The seasonal changes in the salinity of the lagoon and the salinity gradient from the Giang Thanh and Rach Gia in-flow points to the lagoon provide varied conditions for supporting a diversity of aquatic species of interest to science and for sustenance and commercial use. This also applies to the vegetation, which is used for firewood production and as building material.

Status of Dong Ho’s biodiversity values

Probably due to the prolonged exploitation of lagoon fisheries, siltation, degraded water quality and altered water-flow regimes, the aquatic resource of the lagoon are declining rapidly, and probably the lagoon’s biodiversity (Hiep & Son, 2011; Thai & Thai, 2011b).Currently, there are about 300 – 400 light catching nets and nearly 100 bottom catchers in use in the lagoon, and electric shock methods are still practiced to exploit the fresh/saltwater fisheries (Nguyen, 2011c). However, a comprehensive inventory of the flora and fauna of Dong Ho has not been undertaken.
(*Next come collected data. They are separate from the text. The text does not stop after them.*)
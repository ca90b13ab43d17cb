/// Timeout wrappers for async operations
use std::future::Future;
use std::time::Duration;
use tokio::time::timeout;

#[derive(Debug, thiserror::Error)]
pub enum TimeoutError<E = std::convert::Infallible> {
    #[error("Operation timed out after {0:?}")]
    Elapsed(Duration),
    #[error("Operation failed: {0}")]
    OperationFailed(E),
}

/// Execute a future with timeout
pub async fn with_timeout<F, T>(duration: Duration, future: F) -> Result<T, TimeoutError>
where
    F: Future<Output = T>,
{
    timeout(duration, future)
        .await
        .map_err(|_| TimeoutError::Elapsed(duration))
}

/// Execute a fallible future with timeout, keeping the operation's own error.
pub async fn with_timeout_result<F, T, E>(
    duration: Duration,
    future: F,
) -> Result<T, TimeoutError<E>>
where
    F: Future<Output = Result<T, E>>,
{
    match timeout(duration, future).await {
        Ok(Ok(result)) => Ok(result),
        Ok(Err(e)) => Err(TimeoutError::OperationFailed(e)),
        Err(_) => Err(TimeoutError::Elapsed(duration)),
    }
}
Threats to Dong Ho’s biodiversity values

The immediate threat to Dong Ho’s biodiversity is conversion of mangrove communities to agriculture and aquaculture. This is exacerbated by unregulated and environmentally destructive take of aquatic resources, pollution from residential and upstream areas and altered seasonal and tidal water flow regimes. In addition, rapid urban development of Ha Tien means that the lagoon is being encroached also by residential development. With planning for increased agricultural production and shrimp farming in the surrounding areas, and exploitive fishing, biodiversity values are being reduced (Hiep & Son, 2011; Thai & Thai, 2011b).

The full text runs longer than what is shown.